### Supplied records
┏━━
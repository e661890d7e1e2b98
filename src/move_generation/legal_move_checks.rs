//! Attack and check detection.
//!
//! A square is attacked when any piece of the attacking side has a
//! pseudo-legal, non-castling move onto it (pawns contribute their diagonal
//! capture squares only). Castling is never considered here: castling
//! legality itself asks this module about attacked squares.

use crate::game_state::chess_types::*;
use crate::move_generation::legal_move_shared::{generate_offset_moves, generate_sliding_moves, BISHOP_DIRECTIONS, ROOK_DIRECTIONS};
use crate::move_generation::legal_moves_king::KING_OFFSETS;
use crate::move_generation::legal_moves_knight::KNIGHT_OFFSETS;
use crate::move_generation::legal_moves_pawn::pawn_attack_squares;

#[inline]
pub fn king_square(board: &Board, color: Color) -> Option<Square> {
    board.find_king(color)
}

/// A side without a king on the board is never in check.
#[inline]
pub fn is_in_check(board: &Board, color: Color) -> bool {
    let Some(king_sq) = king_square(board, color) else {
        return false;
    };
    is_square_under_attack(board, king_sq, color.opposite())
}

pub fn is_square_under_attack(board: &Board, square: Square, attacker_color: Color) -> bool {
    if !square.is_valid() {
        return false;
    }

    let mut targets = Vec::with_capacity(32);
    for (from, piece) in board.pieces_of(attacker_color) {
        targets.clear();
        attacked_squares(board, from, piece, &mut targets);
        if targets.contains(&square) {
            return true;
        }
    }

    false
}

fn attacked_squares(board: &Board, from: Square, piece: Piece, out: &mut Vec<Square>) {
    match piece.kind {
        PieceKind::Pawn => out.extend(pawn_attack_squares(from, piece.color)),
        PieceKind::Knight => generate_offset_moves(board, from, piece.color, &KNIGHT_OFFSETS, out),
        PieceKind::Bishop => generate_sliding_moves(board, from, piece.color, &BISHOP_DIRECTIONS, out),
        PieceKind::Rook => generate_sliding_moves(board, from, piece.color, &ROOK_DIRECTIONS, out),
        PieceKind::Queen => {
            generate_sliding_moves(board, from, piece.color, &ROOK_DIRECTIONS, out);
            generate_sliding_moves(board, from, piece.color, &BISHOP_DIRECTIONS, out);
        }
        PieceKind::King => generate_offset_moves(board, from, piece.color, &KING_OFFSETS, out),
    }
}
┗━━
### Task details
Would you please copy every line from the listing above that contains the word "crate"?

### Completed exercise
use crate::game_state::chess_types::*;
use crate::move_generation::legal_move_shared::{generate_offset_moves, generate_sliding_moves, BISHOP_DIRECTIONS, ROOK_DIRECTIONS};
use crate::move_generation::legal_moves_king::KING_OFFSETS;
use crate::move_generation::legal_moves_knight::KNIGHT_OFFSETS;
use crate::move_generation::legal_moves_pawn::pawn_attack_squares;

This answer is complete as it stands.